The SEC should require money market funds to file nonpublic portfolio descriptions each month, so that the SEC can monitor the funds' risk of loss of principal, according to representatives for 6 groups.

The individuals who signed the letter include Daniel Barry, government relations director for the Financial Planning Association, Denver, and Ellen Turf, chief executive of the National Association of Personal Financial Advisors, Arlington Heights, Ill.

The other signers are Mercer Bullard of Fund Democracy, Oxford, Miss.; Barbara Roper of the Consumer Federation of America, Washington; Ken McEldowney of Consumer Action, San Francisco; and Daniel Pedrotty of the AFL-CIO, Washington.

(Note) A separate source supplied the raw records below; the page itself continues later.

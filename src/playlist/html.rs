// HTML adapter: renders a widget's current state as embeddable markup

use super::widget::PlaylistWidget;

pub const ACTIVE_CLASS: &str = "ypm_active";

const PLAYER_WIDTH: u32 = 560;
const PLAYER_HEIGHT: u32 = 315;

/// Escapes: & < > " '
fn escape_html(s: &str) -> String {
    s.replace('&', "&amp;")
        .replace('<', "&lt;")
        .replace('>', "&gt;")
        .replace('"', "&quot;")
        .replace('\'', "&#39;")
}

/// Player iframe plus the item list, with the active entry marked
pub fn render(widget: &PlaylistWidget) -> String {
    let items: String = widget
        .entries()
        .map(|(entry, active)| {
            let class = if active {
                format!("ypm_video_items {}", ACTIVE_CLASS)
            } else {
                "ypm_video_items".to_string()
            };
            format!(
                "<li><a class=\"{}\" href=\"#\" data-id=\"{}\"><img src=\"{}\" /><p>{}</p></a></li>",
                class,
                escape_html(&entry.item.video_id),
                escape_html(&entry.item.thumbnail_url),
                escape_html(&entry.item.title),
            )
        })
        .collect();

    format!(
        "<div class=\"ypm_youtube-video-playlist\" data-playlist=\"{}\">\
         <div class=\"ypm_video-player\">\
         <iframe class=\"ypm_iframe\" src=\"{}\" width=\"{}\" height=\"{}\" frameborder=\"0\" allowfullscreen></iframe>\
         </div>\
         <div class=\"ypm_video-list-wrapper\"><ul class=\"ypm_video-list\">{}</ul></div>\
         </div>",
        escape_html(widget.playlist_id()),
        escape_html(widget.player_src().unwrap_or("")),
        PLAYER_WIDTH,
        PLAYER_HEIGHT,
        items,
    )
}
// Selection state machine for one rendered playlist
//
// Uninitialized -> Initialized { active_index }
//
// The controller owns its copy of the player options. On the first,
// programmatic render a truthy autoplay is swapped for a falsy one so that
// inserting the widget does not start playback; every user-driven selection
// puts the caller's original value back.

use super::errors::{PlaylistError, Result};
use super::models::{ParamValue, PlayerOptions};
use super::query::to_query_string;
use super::render::ViewModel;

/// Base of the embedded player URL
pub const EMBED_BASE_URL: &str = "https://www.youtube.com/embed/";

/// Player target for a video: embed base + id + encoded options
pub fn embed_url(video_id: &str, options: &PlayerOptions) -> String {
    if options.is_empty() {
        format!("{}{}", EMBED_BASE_URL, video_id)
    } else {
        format!("{}{}?{}", EMBED_BASE_URL, video_id, to_query_string(options.iter()))
    }
}

#[derive(Debug, Clone, Copy, PartialEq, Eq)]
pub enum ControllerState {
    Uninitialized,
    Initialized { active_index: usize },
}

/// Outcome of a `select` message
#[derive(Debug, Clone, PartialEq, Eq)]
pub enum Selection {
    /// Entry was already active; the player is left alone
    Unchanged,
    /// New player target
    Changed(String),
}

#[derive(Debug, Clone)]
pub struct SelectionController {
    state: ControllerState,
    options: PlayerOptions,
    carried_autoplay: Option<ParamValue>,
    player_src: Option<String>,
}

impl SelectionController {
    /// Take ownership of a per-mount copy of the player options
    pub fn new(options: PlayerOptions) -> Self {
        Self {
            state: ControllerState::Uninitialized,
            options,
            carried_autoplay: None,
            player_src: None,
        }
    }

    pub fn state(&self) -> ControllerState {
        self.state
    }

    pub fn active_index(&self) -> Option<usize> {
        match self.state {
            ControllerState::Initialized { active_index } => Some(active_index),
            ControllerState::Uninitialized => None,
        }
    }

    pub fn is_active(&self, index: usize) -> bool {
        self.active_index() == Some(index)
    }

    /// Current player target; `None` until initialized
    pub fn player_src(&self) -> Option<&str> {
        self.player_src.as_deref()
    }

    /// Autoplay value as the caller configured it
    pub fn carried_autoplay(&self) -> Option<&ParamValue> {
        self.carried_autoplay.as_ref()
    }

    pub fn options(&self) -> &PlayerOptions {
        &self.options
    }

    /// Activate entry 0 with autoplay suppressed.
    ///
    /// An empty view takes no transition. Repeated calls return the current
    /// target without touching state.
    pub fn initialize(&mut self, view: &ViewModel) -> Option<&str> {
        if let ControllerState::Initialized { .. } = self.state {
            return self.player_src();
        }

        let first = view.get(0)?;

        self.carried_autoplay = self.options.autoplay().cloned();
        if let Some(autoplay) = self.carried_autoplay.as_ref().filter(|v| v.is_truthy()) {
            self.options.set(PlayerOptions::AUTOPLAY, autoplay.falsy_like());
        }

        self.player_src = Some(embed_url(first.lookup_id(), &self.options));
        self.state = ControllerState::Initialized { active_index: 0 };

        tracing::debug!(
            "[Selection] Initialized on {} ({} entries)",
            first.lookup_id(),
            view.len()
        );
        self.player_src()
    }

    /// Make entry `index` the only active one
    pub fn select(&mut self, view: &ViewModel, index: usize) -> Result<Selection> {
        let current = self.active_index().ok_or(PlaylistError::NotInitialized)?;
        let entry = view.get(index).ok_or(PlaylistError::IndexOutOfRange {
            index,
            len: view.len(),
        })?;

        if index == current {
            return Ok(Selection::Unchanged);
        }

        if let Some(original) = &self.carried_autoplay {
            self.options.set(PlayerOptions::AUTOPLAY, original.clone());
        }

        let src = embed_url(entry.lookup_id(), &self.options);
        self.player_src = Some(src.clone());
        self.state = ControllerState::Initialized { active_index: index };

        tracing::debug!("[Selection] {} -> {} ({})", current, index, entry.lookup_id());
        Ok(Selection::Changed(src))
    }
}

#[cfg(test)]
mod tests {
    use super::*;
    use crate::playlist::models::RawItem;
    use crate::playlist::render::build;

    fn view(ids: &[&str]) -> ViewModel {
        let records: Vec<RawItem> = ids
            .iter()
            .map(|id| RawItem::new(id, &format!("https://i.ytimg.com/vi/{}/mqdefault.jpg", id), id))
            .collect();
        build(&records)
    }

    fn autoplay_options() -> PlayerOptions {
        PlayerOptions::new()
            .with("showinfo", 0)
            .with("autoplay", 1)
            .with("rel", 0)
    }

    #[test]
    fn test_embed_url() {
        assert_eq!(
            embed_url("abc", &autoplay_options()),
            "https://www.youtube.com/embed/abc?showinfo=0&autoplay=1&rel=0"
        );
        assert_eq!(embed_url("abc", &PlayerOptions::new()), "https://www.youtube.com/embed/abc");
    }

    #[test]
    fn test_initialize_activates_first() {
        let view = view(&["v1", "v2", "v3"]);
        let mut controller = SelectionController::new(PlayerOptions::new());

        assert_eq!(controller.state(), ControllerState::Uninitialized);
        controller.initialize(&view);

        assert_eq!(controller.active_index(), Some(0));
        let active: Vec<usize> = (0..view.len()).filter(|i| controller.is_active(*i)).collect();
        assert_eq!(active, vec![0]);
    }

    #[test]
    fn test_initialize_empty_is_noop() {
        let mut controller = SelectionController::new(autoplay_options());

        assert_eq!(controller.initialize(&ViewModel::default()), None);
        assert_eq!(controller.state(), ControllerState::Uninitialized);
        assert_eq!(controller.player_src(), None);
    }

    #[test]
    fn test_initial_autoplay_suppressed_then_restored() {
        let view = view(&["v1", "v2", "v3"]);
        let mut controller = SelectionController::new(autoplay_options());

        let first = controller.initialize(&view).map(str::to_string);
        assert_eq!(
            first.as_deref(),
            Some("https://www.youtube.com/embed/v1?showinfo=0&autoplay=0&rel=0")
        );
        assert_eq!(controller.carried_autoplay(), Some(&ParamValue::Int(1)));

        let second = controller.select(&view, 1).unwrap();
        assert_eq!(
            second,
            Selection::Changed("https://www.youtube.com/embed/v2?showinfo=0&autoplay=1&rel=0".into())
        );

        let back = controller.select(&view, 0).unwrap();
        assert_eq!(
            back,
            Selection::Changed("https://www.youtube.com/embed/v1?showinfo=0&autoplay=1&rel=0".into())
        );
    }

    #[test]
    fn test_bool_autoplay_suppressed_as_false() {
        let view = view(&["v1", "v2"]);
        let mut controller = SelectionController::new(PlayerOptions::new().with("autoplay", true));

        assert_eq!(
            controller.initialize(&view),
            Some("https://www.youtube.com/embed/v1?autoplay=false")
        );
        assert_eq!(
            controller.select(&view, 1).unwrap(),
            Selection::Changed("https://www.youtube.com/embed/v2?autoplay=true".into())
        );
    }

    #[test]
    fn test_falsy_autoplay_never_changes() {
        let view = view(&["v1", "v2"]);
        let mut controller = SelectionController::new(PlayerOptions::new().with("autoplay", 0).with("rel", 0));

        assert_eq!(
            controller.initialize(&view),
            Some("https://www.youtube.com/embed/v1?autoplay=0&rel=0")
        );
        assert_eq!(
            controller.select(&view, 1).unwrap(),
            Selection::Changed("https://www.youtube.com/embed/v2?autoplay=0&rel=0".into())
        );
    }

    #[test]
    fn test_absent_autoplay_stays_absent() {
        let view = view(&["v1", "v2"]);
        let mut controller = SelectionController::new(PlayerOptions::new().with("rel", 0));

        controller.initialize(&view);
        let Selection::Changed(src) = controller.select(&view, 1).unwrap() else {
            panic!("expected a new target");
        };
        assert!(!src.contains("autoplay"));
        assert!(!controller.player_src().unwrap().contains("autoplay"));
    }

    #[test]
    fn test_mutual_exclusivity() {
        let view = view(&["a", "b", "c", "d"]);
        let mut controller = SelectionController::new(autoplay_options());
        controller.initialize(&view);

        for (i, j) in [(1, 3), (3, 0), (0, 2), (2, 1)] {
            controller.select(&view, i).unwrap();
            controller.select(&view, j).unwrap();

            assert!(!controller.is_active(i));
            assert!(controller.is_active(j));
            assert_eq!((0..view.len()).filter(|k| controller.is_active(*k)).count(), 1);
        }
    }

    #[test]
    fn test_reselect_active_is_noop() {
        let view = view(&["v1", "v2"]);
        let mut controller = SelectionController::new(autoplay_options());
        controller.initialize(&view);
        let before = controller.player_src().map(str::to_string);

        assert_eq!(controller.select(&view, 0).unwrap(), Selection::Unchanged);
        assert_eq!(controller.player_src().map(str::to_string), before);
    }

    #[test]
    fn test_select_errors() {
        let view = view(&["v1", "v2"]);
        let mut controller = SelectionController::new(PlayerOptions::new());

        assert_eq!(controller.select(&view, 0), Err(PlaylistError::NotInitialized));

        controller.initialize(&view);
        assert_eq!(
            controller.select(&view, 2),
            Err(PlaylistError::IndexOutOfRange { index: 2, len: 2 })
        );
        assert_eq!(controller.active_index(), Some(0));
    }

    #[test]
    fn test_initialize_twice_keeps_selection() {
        let view = view(&["v1", "v2"]);
        let mut controller = SelectionController::new(autoplay_options());
        controller.initialize(&view);
        controller.select(&view, 1).unwrap();

        controller.initialize(&view);
        assert_eq!(controller.active_index(), Some(1));
    }
}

Many money market funds hold the types of mortgage-backed structured investment vehicles that have run into problems lately, and some fund managers have repurchased money market fund shares to prevent loss of principal, or the risk of "breaking a dollar," the signers write.

"We question the prudence of continuing to rely so heavily on fund managers' willingness to bail out money market funds when loss of principal is a threat," the signers write.

In some cases, fund managers' urge to bail out money market funds may conflict with the responsibility of the managers to protect the solvency of banks, bank affiliates or other government-regulated financial institutions, the signers write.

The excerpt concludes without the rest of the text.